「性的暴行」という摩訶不思議
2016.08.30更新
こんにちは。
弁護士の角井です。
思えば,ポケモンGOに現を抜かす記事を書いてから早1月。
みなさまいかがお過ごしだったでしょうか。
ちなみに,ポケモンをやる頻度は明らかに減ってきております。
まぁ,もう114匹集めたしね。カブト出ないかなぁ。
こんな間の抜けた始まりですが,最近はがっつりとした刑事事件の報道があって驚いております。
某芸能人による強姦致傷被疑事件(本人が認めているとは言ってもまだ疑いの段階ですからね)については,様々な報道がなされています。
あの方は,お母様が非常にパワフルだったこともあって,ついつい事件以外の話が盛り上がってしまいますが,法律家としては,やはり犯罪自体に注目したいものです。
そもそも強姦罪とは,「女子を姦淫」することによって成立する犯罪です。「姦淫」とは,男性器を女性器に挿入することですから,強姦罪に問われるのは男性だけということになりますね。女性が男性を姦淫する行為は,強制わいせつ罪になります。
本件は,強姦致傷罪ということですので,強姦の際に女性にけがを負わせてしまったということになります。両罪の違いとしては,法定刑の違い(強姦罪は,3年以上の有期懲役,強姦致傷罪は,無期または5年以上の有期懲役)と親告罪か非親告罪かといったところでしょうか。

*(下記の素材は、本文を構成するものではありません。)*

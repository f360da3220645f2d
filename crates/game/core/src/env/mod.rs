//! Injectable environment for the engine.
//!
//! The only external input a skirmish needs is randomness for placement.
mod rng;

pub use rng::{PcgRng, RngOracle, compute_seed};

親告罪とは,被疑者を起訴する際に被害者の告訴が必要な犯罪のことであり,強姦罪などの性犯罪のほかには名誉毀損罪などが有名です。強姦罪の場合は,裁判で被害者の名誉が害される恐れがあるため,被害者の告訴を必要とする趣旨です。ただし,強姦致傷罪は,犯罪の重大性が優越することから,告訴を不要とする非親告罪とされています。
また,強姦致傷罪は,無期懲役刑が法定刑になるため,裁判員裁判対象事件にもなります。
こうやって書けば書くほど大変重大な犯罪ですが,本件が強姦致傷罪で起訴されるかどうかについては,やや疑問なところがあります。
つまり,強姦罪と強姦致傷罪の法定刑は大きく異なるため,けがの程度があまりに軽微な場合に強姦致傷罪を適用するという決定に対しては,適切な刑罰を科すという意味から考えると異議を唱えるべきではないかと思うわけです。
本件被害者の方が受けたけがの程度は定かではありませんが,仮に全治1週間の擦り傷程度だった場合には,強姦致傷罪ではなく強姦罪として起訴すべき場合もあるように思われます。
報道番組などでは弁護士による量刑予想が多く伝えられていますが,この「認定落ち」に関する報道が見当たらなかったので,補足的に解説してみました。
ちなみに,本人は前橋警察署に留置されているようですが,一般面会時間は15分です。
一部報道では,母親の面会について「1時間ほど面会したとみられる。」という記述がありましたが,そんなことはありえませんので悪しからず。
なお,弁護士は何時間でも接見できます。なぜかって,接見交通権は憲法上の権利だからです。そこんとこよろしく。